Jumat, 05 Desember 2008

Realita Cinta & Anarki


Pagi yang tak terlalu menyenangkan. Hanya 3 jam aku terlelap dalam tidur, tanpa mimpi. Insomnia yang membuatku demikian. Suatu sebab aku terbangun dari tidur. Ternyata semalam aku telah menyetel alarm jam tepat pada pukul 09.00 pagi. Aku terlupa bahwa hari ini adalah hari Jumat, bagiku hari jumat adalah hari yang membosankan. Banyak orang bilang (mitos?) jumat adalah hari pendek, benarkah? Sepertinya akupun mengamini, hanya sugesti. Ku buka mata, ups kembali pejamkan mata sesaat sambil meraba-raba letak telepon genggam yang biasa aku taruh. Matahari menembus kamar lewat di cela-cela jendela kamar yang sedikit agak bolong. Cukup menyilaukan mata. Jarum jam terus berputar. Terasa sangat cepat berdetak. Ku buka jendela kamar. Matahari tepat menerpa wajah. Panas menyengat hingga terasa di ubun-ubun. Pening! Dan Kantuk yang masih menyergap begitu enggan untuk memulai aktivitas, apalagi panas yang menyengat.

Sengaja kembali, aku hidupkan telepon genggam. Yang memang sedari awal, jika malam kerap aku matikan. Pesan singkat kudapat dari seorang teman, sebuah pesan syarat makna dan penuh pengharapan, ku pikir seperti itu. Maklum ia sampai saat ini (sering) berkeluh kesah tentang perempuan. Suatu keniscayaan baginya jika memang ia berniat akan hal itu. Tapi kali ini aku hanya tersenyum dan tergelitik, bukan seperti biasanya ia berperilaku demikian. Curhat!

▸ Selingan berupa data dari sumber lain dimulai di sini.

// SPDX-License-Identifier: BUSL-1.1
// Copyright (c) 2026 Alfred Jean LLC

//! Flattened redirect chains and their execution.
//!
//! A parsed [`CommandContext`] links one context per redirect boundary
//! through its `child`. [`ContextChain::try_flatten`] turns that linked form
//! into an owned sequence of modifier stages followed by one executable
//! stage, which [`ContextChain::execute_all`] then runs against a source.

use tracing::{debug, warn};

use crate::consumer::ResultConsumer;
use crate::context::CommandContext;
use crate::error::{ChainError, CommandError};
use crate::node::Command;

/// What the head of a chain does when run.
#[derive(Debug, Clone, Copy, PartialEq, Eq)]
pub enum Stage {
    /// Transform the source set through a redirect modifier.
    Modify,
    /// Run the terminal command.
    Execute,
}

/// Modifier stages plus the terminal executable context.
///
/// The executable stage always carries a command; a chain cannot be built
/// otherwise.
#[derive(Clone)]
pub struct ContextChain<S> {
    modifiers: Vec<CommandContext<S>>,
    executable: CommandContext<S>,
    command: Command<S>,
}

impl<S: Clone> ContextChain<S> {
    /// Flatten `root` along its child links.
    pub fn try_flatten(root: &CommandContext<S>) -> Result<Self, ChainError> {
        let mut modifiers = Vec::new();
        let mut current = root;
        while let Some(child) = current.child() {
            modifiers.push(current.clone());
            current = child;
        }
        let command = current.command().cloned().ok_or(ChainError::NotExecutable)?;
        Ok(Self {
            modifiers,
            executable: current.clone(),
            command,
        })
    }

    pub fn modifiers(&self) -> &[CommandContext<S>] {
        &self.modifiers
    }

    pub fn executable(&self) -> &CommandContext<S> {
        &self.executable
    }

    pub fn stage(&self) -> Stage {
        if self.modifiers.is_empty() {
            Stage::Execute
        } else {
            Stage::Modify
        }
    }

    /// The context the head stage runs with.
    pub fn top_context(&self) -> &CommandContext<S> {
        self.modifiers.first().unwrap_or(&self.executable)
    }

    /// The chain without its head stage, or `None` at the executable stage.
    pub fn next_stage(&self) -> Option<Self> {
        let (_, rest) = self.modifiers.split_first()?;
        Some(Self {
            modifiers: rest.to_vec(),
            executable: self.executable.clone(),
            command: self.command.clone(),
        })
    }

    /// Run the whole chain starting from `source`.
    ///
    /// Outside fork mode the result is the command's own return value and
    /// any failure propagates. Once a forking stage is reached, every
    /// failure is reported to `consumer` and isolated to its source, and the
    /// result is the number of successful command invocations.
    pub fn execute_all(
        &self,
        source: S,
        consumer: &dyn ResultConsumer<S>,
    ) -> Result<i32, CommandError> {
        if self.modifiers.is_empty() {
            return self.run_executable(source, consumer, false);
        }

        let mut forked_mode = false;
        let mut current_sources = vec![source];
        for (index, stage) in self.modifiers.iter().enumerate() {
            forked_mode |= stage.is_forked();
            debug!(
                stage = index,
                sources = current_sources.len(),
                forked = forked_mode,
                "running modifier stage"
            );

            let mut next_sources = Vec::new();
            for source in current_sources {
                next_sources.extend(Self::run_modifier(stage, source, consumer, forked_mode)?);
            }
            if next_sources.is_empty() {
                debug!(stage = index, "no sources left after modifier stage");
                return Ok(0);
            }
            current_sources = next_sources;
        }

        let mut result = 0i32;
        for source in current_sources {
            let outcome = self.run_executable(source, consumer, forked_mode)?;
            result = result.saturating_add(outcome);
        }
        Ok(result)
    }

    /// Apply one stage's modifier to `source`.
    ///
    /// A stage without a modifier passes the source through unchanged.
    pub fn run_modifier(
        stage: &CommandContext<S>,
        source: S,
        consumer: &dyn ResultConsumer<S>,
        forked_mode: bool,
    ) -> Result<Vec<S>, CommandError> {
        let Some(modifier) = stage.redirect_modifier() else {
            return Ok(vec![source]);
        };
        let bound = stage.copy_for(source);
        match modifier(&bound) {
            Ok(sources) => Ok(sources),
            Err(e) => {
                consumer.on_command_complete(&bound, false, 0);
                if forked_mode {
                    warn!(error = %e, "redirect modifier failed for forked source");
                    Ok(Vec::new())
                } else {
                    Err(e)
                }
            }
        }
    }

    /// Run the terminal command bound to `source`.
    ///
    /// In fork mode a success counts as 1 and a failure as 0.
    pub fn run_executable(
        &self,
        source: S,
        consumer: &dyn ResultConsumer<S>,
        forked_mode: bool,
    ) -> Result<i32, CommandError> {
        let bound = self.executable.copy_for(source);
        match (self.command)(&bound) {
            Ok(result) => {
                consumer.on_command_complete(&bound, true, result);
                Ok(if forked_mode { 1 } else { result })
            }
            Err(e) => {
                consumer.on_command_complete(&bound, false, 0);
                if forked_mode {
                    warn!(error = %e, "command failed for forked source");
                    Ok(0)
                } else {
                    Err(e)
                }
            }
        }
    }
}

impl<S: std::fmt::Debug> std::fmt::Debug for ContextChain<S> {
    fn fmt(&self, f: &mut std::fmt::Formatter<'_>) -> std::fmt::Result {
        f.debug_struct("ContextChain")
            .field("modifiers", &self.modifiers)
            .field("executable", &self.executable)
            .finish_non_exhaustive()
    }
}

#[cfg(test)]
#[path = "chain_tests.rs"]
mod tests;
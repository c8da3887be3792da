//! Forking redirects: one execution per produced source.

use std::sync::Arc;

use cmdtree_dispatch::{literal, CommandError, Dispatcher};
use parking_lot::Mutex;

use crate::prelude::{Completion, Recorder};

// `split` forks to the root with sources 10, 20, 30 unless the source is 0,
// `none` forks to nothing, `broken` fails its modifier, `run` returns the
// source and rejects odd ones, `shift` adds one to the source.
fn forking() -> (Dispatcher<i32>, Arc<Mutex<Vec<Completion<i32>>>>) {
    let (recorder, calls) = Recorder::new();
    let mut dispatcher = Dispatcher::<i32>::new().consumer(recorder);
    let root = Arc::clone(dispatcher.root());
    dispatcher
        .register(literal("split").fork(&root, |ctx| {
            if *ctx.source() == 0 {
                Ok(Vec::new())
            } else {
                Ok(vec![10, 20, 30])
            }
        }))
        .unwrap();
    dispatcher
        .register(literal("none").fork(&root, |_| Ok(Vec::new())))
        .unwrap();
    dispatcher
        .register(literal("broken").fork(&root, |_| Err(CommandError::failed("no targets"))))
        .unwrap();
    dispatcher
        .register(literal("shift").redirect_with(&root, |ctx| Ok(ctx.source() + 1)))
        .unwrap();
    dispatcher
        .register(literal("run").executes(|ctx| {
            let source = *ctx.source();
            if source % 2 == 0 {
                Ok(source)
            } else {
                Err(CommandError::failed("odd source"))
            }
        }))
        .unwrap();
    (dispatcher, calls)
}

#[test]
fn result_counts_successful_invocations() {
    let (dispatcher, calls) = forking();
    assert_eq!(dispatcher.execute_input("split run", 1).unwrap(), 3);
    similar_asserts::assert_eq!(
        *calls.lock(),
        vec![(10, true, 10), (20, true, 20), (30, true, 30)]
    );
}

#[test]
fn failures_after_a_fork_are_isolated() {
    let (dispatcher, calls) = forking();
    assert_eq!(dispatcher.execute_input("split shift run", 1).unwrap(), 0);
    similar_asserts::assert_eq!(
        *calls.lock(),
        vec![(11, false, 0), (21, false, 0), (31, false, 0)]
    );
}

#[test]
fn fork_mode_is_sticky_through_later_redirects() {
    let (dispatcher, calls) = forking();
    assert_eq!(
        dispatcher.execute_input("split shift shift run", 1).unwrap(),
        3
    );
    assert_eq!(calls.lock().len(), 3);
}

#[yare::parameterized(
    fork_to_nothing     = { "none run", 4 },
    conditional_nothing = { "split run", 0 },
)]
fn empty_source_set_returns_zero(input: &str, source: i32) {
    let (dispatcher, calls) = forking();
    assert_eq!(dispatcher.execute_input(input, source).unwrap(), 0);
    assert!(calls.lock().is_empty());
}

#[test]
fn failed_fork_modifier_is_reported_not_raised() {
    let (dispatcher, calls) = forking();
    assert_eq!(dispatcher.execute_input("broken run", 2).unwrap(), 0);
    similar_asserts::assert_eq!(*calls.lock(), vec![(2, false, 0)]);
}

#[test]
fn errors_before_a_fork_still_propagate() {
    let (dispatcher, calls) = forking();
    let err = dispatcher.execute_input("run", 3).unwrap_err();
    assert_eq!(err, CommandError::failed("odd source"));
    similar_asserts::assert_eq!(*calls.lock(), vec![(3, false, 0)]);
}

Mungkin ilmu tentang merangkai kata-kata tak lagi mempan terhadap perempuan yang didekatinya. Bisa jadi, trik merayunya yang ketinggalan jaman. Image “pendekar pemetik bunga” yang disandang padanya kini telah pudar. Menghilang tergilas atas kesombongannya sendiri.

Bagaimana rencana?

Sebuah usaha menggambar imaji Perempuan?

Begitulah tulisan pesan singkat itu. Senyum simpul yang terulas di pagi hari. Teringat beberapa hari lalu pernah berjanji bertemu dengan temanku. Adalah hal yang paling konyol pertama kali aku lakukan. Tentang janji untuk mengenalkan seorang perempuan padanya. Sebuah janji yang tak biasa aku lakukan pada seorang teman dan baru kali pertama melakukannya. Maklum bukan mak Comblang! Memang sebelumnya ia pernah melihat perempuan yang dimaksudkan, kebetulan sekilas aku sudah mengenalnya. Konon ia belum sempat berjabat tangan sambil berucap nama. Katanya, lagi hanya sebatas lirikan mata sembari melempar seutas senyum untuknya. Ehm salah satu metode klasik untuk menarik perhatian perempuan. Jadul banget bo!!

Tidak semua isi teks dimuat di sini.